>>>>>

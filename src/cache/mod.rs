//! Named cache partitions for request/response pairs.
//!
//! This module provides the storage side of the worker:
//! - Partitions are created lazily on first write and persist across
//!   worker restarts (SQLite backend)
//! - Within a partition, each request key maps to at most one stored
//!   response; writes overwrite
//! - Partitions are destroyed only by explicit deletion during the
//!   activation sweep

mod memory;
mod sqlite;
mod traits;

pub use memory::MemoryStorage;
pub use sqlite::SqliteStorage;
pub use traits::{CacheStorage, CachedResponse};
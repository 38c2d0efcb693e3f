//! Network fetch seam.
//!
//! The worker core is generic over [`Network`] so tests can script the
//! network and assert on fetch counts; production hosts use the
//! reqwest-backed [`HttpNetwork`].

use color_eyre::{eyre::eyre, Result};
use std::collections::BTreeMap;
use std::future::Future;

use crate::http::{Request, Response};

/// A live network fetch. Failure means a network-level error; non-2xx
/// statuses are successful fetches and come back as responses.
///
/// Futures are `Send` so fetch handling can run on any host task.
pub trait Network: Send + Sync + 'static {
  fn fetch(&self, request: &Request) -> impl Future<Output = Result<Response>> + Send;
}

/// Production network backed by a shared reqwest client.
#[derive(Clone)]
pub struct HttpNetwork {
  client: reqwest::Client,
}

impl HttpNetwork {
  pub fn new() -> Result<Self> {
    let client = reqwest::Client::builder()
      .build()
      .map_err(|e| eyre!("Failed to build HTTP client: {}", e))?;

    Ok(Self { client })
  }
}

impl Network for HttpNetwork {
  async fn fetch(&self, request: &Request) -> Result<Response> {
    let method = reqwest::Method::from_bytes(request.method.as_bytes())
      .map_err(|e| eyre!("Invalid HTTP method {}: {}", request.method, e))?;

    let mut builder = self.client.request(method, &request.url);
    for (name, value) in &request.headers {
      builder = builder.header(name, value);
    }

    let response = builder
      .send()
      .await
      .map_err(|e| eyre!("Network fetch failed for {}: {}", request.url, e))?;

    let status = response.status().as_u16();
    let mut headers = BTreeMap::new();
    for (name, value) in response.headers() {
      if let Ok(value) = value.to_str() {
        headers.insert(name.as_str().to_string(), value.to_string());
      }
    }

    let body = response
      .bytes()
      .await
      .map_err(|e| eyre!("Failed to read response body from {}: {}", request.url, e))?
      .to_vec();

    Ok(Response {
      status,
      headers,
      body,
    })
  }
}
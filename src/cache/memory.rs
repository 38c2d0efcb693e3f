//! In-memory cache partitions.
//!
//! Used by tests and by hosts without a filesystem. Same semantics as
//! the SQLite backend minus durability.

use chrono::Utc;
use color_eyre::{eyre::eyre, Result};
use std::collections::HashMap;
use std::sync::Mutex;

use super::traits::{CacheStorage, CachedResponse};
use crate::http::{Request, Response};

struct Partition {
  name: String,
  entries: HashMap<String, CachedResponse>,
}

/// Non-durable partition store.
#[derive(Default)]
pub struct MemoryStorage {
  // Vec preserves partition creation order for un-scoped matches
  partitions: Mutex<Vec<Partition>>,
}

impl MemoryStorage {
  pub fn new() -> Self {
    Self::default()
  }
}

fn entry(response: &Response) -> CachedResponse {
  CachedResponse {
    response: response.clone(),
    cached_at: Utc::now(),
  }
}

impl CacheStorage for MemoryStorage {
  fn put(&self, partition: &str, request: &Request, response: &Response) -> Result<()> {
    let mut partitions = self
      .partitions
      .lock()
      .map_err(|e| eyre!("Lock poisoned: {}", e))?;

    if let Some(existing) = partitions.iter_mut().find(|p| p.name == partition) {
      existing.entries.insert(request.cache_key(), entry(response));
    } else {
      let mut entries = HashMap::new();
      entries.insert(request.cache_key(), entry(response));
      partitions.push(Partition {
        name: partition.to_string(),
        entries,
      });
    }

    Ok(())
  }

  fn put_many(&self, partition: &str, entries: &[(Request, Response)]) -> Result<()> {
    // Single lock acquisition makes the bulk write atomic
    let mut partitions = self
      .partitions
      .lock()
      .map_err(|e| eyre!("Lock poisoned: {}", e))?;

    let target = match partitions.iter_mut().find(|p| p.name == partition) {
      Some(existing) => existing,
      None => {
        partitions.push(Partition {
          name: partition.to_string(),
          entries: HashMap::new(),
        });
        partitions
          .last_mut()
          .ok_or_else(|| eyre!("Partition vanished during bulk store"))?
      }
    };

    for (request, response) in entries {
      target.entries.insert(request.cache_key(), entry(response));
    }

    Ok(())
  }

  fn match_in(&self, partition: &str, request: &Request) -> Result<Option<CachedResponse>> {
    let partitions = self
      .partitions
      .lock()
      .map_err(|e| eyre!("Lock poisoned: {}", e))?;

    Ok(
      partitions
        .iter()
        .find(|p| p.name == partition)
        .and_then(|p| p.entries.get(&request.cache_key()).cloned()),
    )
  }

  fn match_any(&self, request: &Request) -> Result<Option<CachedResponse>> {
    let partitions = self
      .partitions
      .lock()
      .map_err(|e| eyre!("Lock poisoned: {}", e))?;

    let key = request.cache_key();
    Ok(
      partitions
        .iter()
        .find_map(|p| p.entries.get(&key).cloned()),
    )
  }

  fn partition_names(&self) -> Result<Vec<String>> {
    let partitions = self
      .partitions
      .lock()
      .map_err(|e| eyre!("Lock poisoned: {}", e))?;

    Ok(partitions.iter().map(|p| p.name.clone()).collect())
  }

  fn delete_partition(&self, name: &str) -> Result<bool> {
    let mut partitions = self
      .partitions
      .lock()
      .map_err(|e| eyre!("Lock poisoned: {}", e))?;

    let before = partitions.len();
    partitions.retain(|p| p.name != name);

    Ok(partitions.len() < before)
  }
}
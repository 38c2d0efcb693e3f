//! SQLite-backed durable cache partitions.

use chrono::{DateTime, Utc};
use color_eyre::{eyre::eyre, Result};
use rusqlite::{params, Connection};
use std::collections::BTreeMap;
use std::path::Path;
use std::sync::Mutex;

use super::traits::{CacheStorage, CachedResponse};
use crate::http::{Request, Response};

/// Durable partition store. Survives worker restarts; partitions are
/// destroyed only by an explicit delete during the activation sweep.
pub struct SqliteStorage {
  conn: Mutex<Connection>,
}

impl SqliteStorage {
  /// Open or create the store at the default location.
  pub fn open() -> Result<Self> {
    let path = Self::default_path()?;

    // Ensure parent directory exists
    if let Some(parent) = path.parent() {
      std::fs::create_dir_all(parent)
        .map_err(|e| eyre!("Failed to create cache directory: {}", e))?;
    }

    Self::open_at(&path)
  }

  /// Open or create the store at an explicit path.
  pub fn open_at(path: &Path) -> Result<Self> {
    let conn = Connection::open(path)
      .map_err(|e| eyre!("Failed to open cache database at {}: {}", path.display(), e))?;

    Self::from_connection(conn)
  }

  /// Non-durable store for tests.
  pub fn open_in_memory() -> Result<Self> {
    let conn = Connection::open_in_memory()
      .map_err(|e| eyre!("Failed to open in-memory cache database: {}", e))?;

    Self::from_connection(conn)
  }

  fn from_connection(conn: Connection) -> Result<Self> {
    let storage = Self {
      conn: Mutex::new(conn),
    };
    storage.run_migrations()?;

    Ok(storage)
  }

  /// Get the default database path.
  fn default_path() -> Result<std::path::PathBuf> {
    let data_dir = dirs::data_dir()
      .or_else(|| dirs::home_dir().map(|p| p.join(".local/share")))
      .ok_or_else(|| eyre!("Could not determine data directory"))?;

    Ok(data_dir.join("farmhand").join("cache.db"))
  }

  fn run_migrations(&self) -> Result<()> {
    let conn = self
      .conn
      .lock()
      .map_err(|e| eyre!("Lock poisoned: {}", e))?;

    conn
      .execute_batch(CACHE_SCHEMA)
      .map_err(|e| eyre!("Failed to run cache migrations: {}", e))?;

    Ok(())
  }
}

/// Schema for the partition store.
const CACHE_SCHEMA: &str = r#"
-- Named cache partitions; rowid preserves creation order
CREATE TABLE IF NOT EXISTS partitions (
    name TEXT PRIMARY KEY,
    created_at TEXT NOT NULL DEFAULT (datetime('now'))
);

-- Stored request/response pairs, one per request key per partition
CREATE TABLE IF NOT EXISTS entries (
    partition TEXT NOT NULL,
    request_key TEXT NOT NULL,
    method TEXT NOT NULL,
    url TEXT NOT NULL,
    status INTEGER NOT NULL,
    headers TEXT NOT NULL,
    body BLOB NOT NULL,
    cached_at TEXT NOT NULL DEFAULT (datetime('now')),
    PRIMARY KEY (partition, request_key)
);

CREATE INDEX IF NOT EXISTS idx_entries_key ON entries(request_key);
"#;

const INSERT_ENTRY: &str = "INSERT OR REPLACE INTO entries
   (partition, request_key, method, url, status, headers, body, cached_at)
   VALUES (?, ?, ?, ?, ?, ?, ?, datetime('now'))";

fn ensure_partition(conn: &Connection, name: &str) -> Result<()> {
  conn
    .execute(
      "INSERT OR IGNORE INTO partitions (name) VALUES (?)",
      params![name],
    )
    .map_err(|e| eyre!("Failed to create partition {}: {}", name, e))?;

  Ok(())
}

fn encode_headers(response: &Response) -> Result<String> {
  serde_json::to_string(&response.headers)
    .map_err(|e| eyre!("Failed to serialize response headers: {}", e))
}

fn decode_row(
  status: u16,
  headers: String,
  body: Vec<u8>,
  cached_at: String,
) -> Result<CachedResponse> {
  let headers: BTreeMap<String, String> = serde_json::from_str(&headers)
    .map_err(|e| eyre!("Failed to deserialize response headers: {}", e))?;

  Ok(CachedResponse {
    response: Response {
      status,
      headers,
      body,
    },
    cached_at: parse_datetime(&cached_at)?,
  })
}

impl CacheStorage for SqliteStorage {
  fn put(&self, partition: &str, request: &Request, response: &Response) -> Result<()> {
    let conn = self
      .conn
      .lock()
      .map_err(|e| eyre!("Lock poisoned: {}", e))?;

    ensure_partition(&conn, partition)?;

    conn
      .execute(
        INSERT_ENTRY,
        params![
          partition,
          request.cache_key(),
          request.method,
          request.url,
          response.status,
          encode_headers(response)?,
          response.body,
        ],
      )
      .map_err(|e| eyre!("Failed to store entry for {}: {}", request.url, e))?;

    Ok(())
  }

  fn put_many(&self, partition: &str, entries: &[(Request, Response)]) -> Result<()> {
    let mut conn = self
      .conn
      .lock()
      .map_err(|e| eyre!("Lock poisoned: {}", e))?;

    let tx = conn
      .transaction()
      .map_err(|e| eyre!("Failed to begin transaction: {}", e))?;

    tx.execute(
      "INSERT OR IGNORE INTO partitions (name) VALUES (?)",
      params![partition],
    )
    .map_err(|e| eyre!("Failed to create partition {}: {}", partition, e))?;

    for (request, response) in entries {
      tx.execute(
        INSERT_ENTRY,
        params![
          partition,
          request.cache_key(),
          request.method,
          request.url,
          response.status,
          encode_headers(response)?,
          response.body,
        ],
      )
      .map_err(|e| eyre!("Failed to store entry for {}: {}", request.url, e))?;
    }

    tx.commit()
      .map_err(|e| eyre!("Failed to commit bulk store: {}", e))?;

    Ok(())
  }

  fn match_in(&self, partition: &str, request: &Request) -> Result<Option<CachedResponse>> {
    let conn = self
      .conn
      .lock()
      .map_err(|e| eyre!("Lock poisoned: {}", e))?;

    let mut stmt = conn
      .prepare(
        "SELECT status, headers, body, cached_at FROM entries
         WHERE partition = ? AND request_key = ?",
      )
      .map_err(|e| eyre!("Failed to prepare lookup: {}", e))?;

    let row: Option<(u16, String, Vec<u8>, String)> = stmt
      .query_row(params![partition, request.cache_key()], |row| {
        Ok((row.get(0)?, row.get(1)?, row.get(2)?, row.get(3)?))
      })
      .ok();

    match row {
      Some((status, headers, body, cached_at)) => {
        Ok(Some(decode_row(status, headers, body, cached_at)?))
      }
      None => Ok(None),
    }
  }

  fn match_any(&self, request: &Request) -> Result<Option<CachedResponse>> {
    let conn = self
      .conn
      .lock()
      .map_err(|e| eyre!("Lock poisoned: {}", e))?;

    let mut stmt = conn
      .prepare(
        "SELECT e.status, e.headers, e.body, e.cached_at FROM entries e
         INNER JOIN partitions p ON p.name = e.partition
         WHERE e.request_key = ?
         ORDER BY p.rowid
         LIMIT 1",
      )
      .map_err(|e| eyre!("Failed to prepare lookup: {}", e))?;

    let row: Option<(u16, String, Vec<u8>, String)> = stmt
      .query_row(params![request.cache_key()], |row| {
        Ok((row.get(0)?, row.get(1)?, row.get(2)?, row.get(3)?))
      })
      .ok();

    match row {
      Some((status, headers, body, cached_at)) => {
        Ok(Some(decode_row(status, headers, body, cached_at)?))
      }
      None => Ok(None),
    }
  }

  fn partition_names(&self) -> Result<Vec<String>> {
    let conn = self
      .conn
      .lock()
      .map_err(|e| eyre!("Lock poisoned: {}", e))?;

    let mut stmt = conn
      .prepare("SELECT name FROM partitions ORDER BY rowid")
      .map_err(|e| eyre!("Failed to prepare enumeration: {}", e))?;

    let names = stmt
      .query_map([], |row| row.get(0))
      .map_err(|e| eyre!("Failed to enumerate partitions: {}", e))?
      .filter_map(|r| r.ok())
      .collect();

    Ok(names)
  }

  fn delete_partition(&self, name: &str) -> Result<bool> {
    let conn = self
      .conn
      .lock()
      .map_err(|e| eyre!("Lock poisoned: {}", e))?;

    let existed = conn
      .execute("DELETE FROM partitions WHERE name = ?", params![name])
      .map_err(|e| eyre!("Failed to delete partition {}: {}", name, e))?
      > 0;

    conn
      .execute("DELETE FROM entries WHERE partition = ?", params![name])
      .map_err(|e| eyre!("Failed to delete entries for {}: {}", name, e))?;

    Ok(existed)
  }
}

/// Parse a datetime string from SQLite format.
fn parse_datetime(s: &str) -> Result<DateTime<Utc>> {
  // SQLite stores as "YYYY-MM-DD HH:MM:SS"
  chrono::NaiveDateTime::parse_from_str(s, "%Y-%m-%d %H:%M:%S")
    .map(|dt| dt.and_utc())
    .map_err(|e| eyre!("Failed to parse datetime '{}': {}", s, e))
}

<<<<<

:: Work instruction ::
Only the count is wanted. Find the lines of the records that include the word "parent" and state how many.

:: Result of the exercise ::
3